[[ PROVIDED RECORDS open ]]

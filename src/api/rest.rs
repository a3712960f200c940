// =============================================================================
// REST API Endpoints — Axum 0.7
// =============================================================================
//
// All admin endpoints live under `/api/v1/`. Only `/api/v1/health` and
// `POST /webhook/:source` require no authentication; every other route
// requires a valid Bearer token via the `AuthBearer` extractor, the same
// split the teacher's `api/rest.rs` draws between public and authenticated
// routes.
//
// CORS is configured permissively for development; tighten `allowed_origins`
// in production.
// =============================================================================

use std::sync::Arc;

use axum::{
    extract::{Json, Path, State},
    http::StatusCode,
    response::IntoResponse,
    routing::{get, post},
    Router,
};
use serde::{Deserialize, Serialize};
use tower_http::cors::{Any, CorsLayer};
use tracing::{info, warn};

use crate::api::auth::AuthBearer;
use crate::app_state::AppState;
use crate::error::CoreError;
use crate::types::{StrategyMode, TradingMode};

/// Build the full REST API router with CORS middleware and shared state.
pub fn router(state: Arc<AppState>) -> Router {
    let cors = CorsLayer::new()
        .allow_origin(Any)
        .allow_methods(Any)
        .allow_headers(Any);

    Router::new()
        // ── Public ──────────────────────────────────────────────────
        .route("/api/v1/health", get(health))
        .route("/webhook/:source", post(crate::webhook::handle_webhook))
        .route("/stream", get(crate::api::stream::stream_handler))
        // ── Authenticated ───────────────────────────────────────────
        .route("/api/v1/state", get(full_state))
        .route("/api/v1/accounts/:id", get(account))
        .route("/api/v1/accounts/:id/reset", post(reset_account))
        .route("/api/v1/positions/:account_id", get(positions))
        .route("/api/v1/violations", get(violations))
        .route("/api/v1/strategies", get(strategies))
        .route("/api/v1/strategies/:id/override", post(override_strategy))
        .route("/api/v1/control/kill", post(control_kill))
        .layer(cors)
        .with_state(state)
}

// =============================================================================
// Health (public)
// =============================================================================

#[derive(Serialize)]
struct HealthResponse {
    status: &'static str,
    state_version: u64,
    server_time: i64,
}

async fn health(State(state): State<Arc<AppState>>) -> impl IntoResponse {
    let resp = HealthResponse {
        status: "ok",
        state_version: state.current_state_version(),
        server_time: chrono::Utc::now().timestamp_millis(),
    };
    Json(resp)
}

// =============================================================================
// Full state snapshot (authenticated)
// =============================================================================

async fn full_state(_auth: AuthBearer, State(state): State<Arc<AppState>>) -> impl IntoResponse {
    Json(state.build_snapshot())
}

// =============================================================================
// Accounts
// =============================================================================

async fn account(
    _auth: AuthBearer,
    State(state): State<Arc<AppState>>,
    Path(id): Path<String>,
) -> Result<impl IntoResponse, CoreError> {
    state
        .account_snapshot(&id)
        .map(Json)
        .ok_or_else(|| CoreError::NotFound(format!("no such account {id}")))
}

async fn reset_account(
    _auth: AuthBearer,
    State(state): State<Arc<AppState>>,
    Path(id): Path<String>,
) -> impl IntoResponse {
    state.paper_engine.reset_account(&id);
    state.increment_version();
    info!(account_id = %id, "account reset via admin API");
    (StatusCode::OK, Json(serde_json::json!({ "reset": true })))
}

// =============================================================================
// Positions
// =============================================================================

async fn positions(
    _auth: AuthBearer,
    State(state): State<Arc<AppState>>,
    Path(account_id): Path<String>,
) -> impl IntoResponse {
    Json(state.positions_snapshot(&account_id))
}

// =============================================================================
// Violations
// =============================================================================

async fn violations(_auth: AuthBearer, State(state): State<Arc<AppState>>) -> impl IntoResponse {
    Json(state.violations_snapshot())
}

// =============================================================================
// Strategies
// =============================================================================

async fn strategies(_auth: AuthBearer, State(state): State<Arc<AppState>>) -> impl IntoResponse {
    Json(state.strategy_tracker.all_records())
}

#[derive(Debug, Deserialize)]
struct OverrideRequest {
    mode: StrategyMode,
    reason: String,
}

async fn override_strategy(
    _auth: AuthBearer,
    State(state): State<Arc<AppState>>,
    Path(id): Path<String>,
    Json(req): Json<OverrideRequest>,
) -> impl IntoResponse {
    state.strategy_tracker.set_override(&id, req.mode, &req.reason);
    state.increment_version();
    (StatusCode::OK, Json(serde_json::json!({ "strategyId": id, "mode": req.mode })))
}

// =============================================================================
// Control
// =============================================================================

async fn control_kill(_auth: AuthBearer, State(state): State<Arc<AppState>>) -> impl IntoResponse {
    state.runtime_config.write().trading_mode = TradingMode::Killed;
    state.increment_version();
    warn!("kill switch engaged via admin API");
    (StatusCode::OK, Json(serde_json::json!({ "tradingMode": "Killed" })))
}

[[ PROVIDED RECORDS closed ]]

EXERCISE DETAILS: Identify the lines above with the word "Json". Copy them.

TASK OUTPUT:
    extract::{Json, Path, State},
    Json(resp)
    Json(state.build_snapshot())
        .map(Json)
    (StatusCode::OK, Json(serde_json::json!({ "reset": true })))
    Json(state.positions_snapshot(&account_id))
    Json(state.violations_snapshot())
    Json(state.strategy_tracker.all_records())
    Json(req): Json<OverrideRequest>,
    (StatusCode::OK, Json(serde_json::json!({ "strategyId": id, "mode": req.mode })))
    (StatusCode::OK, Json(serde_json::json!({ "tradingMode": "Killed" })))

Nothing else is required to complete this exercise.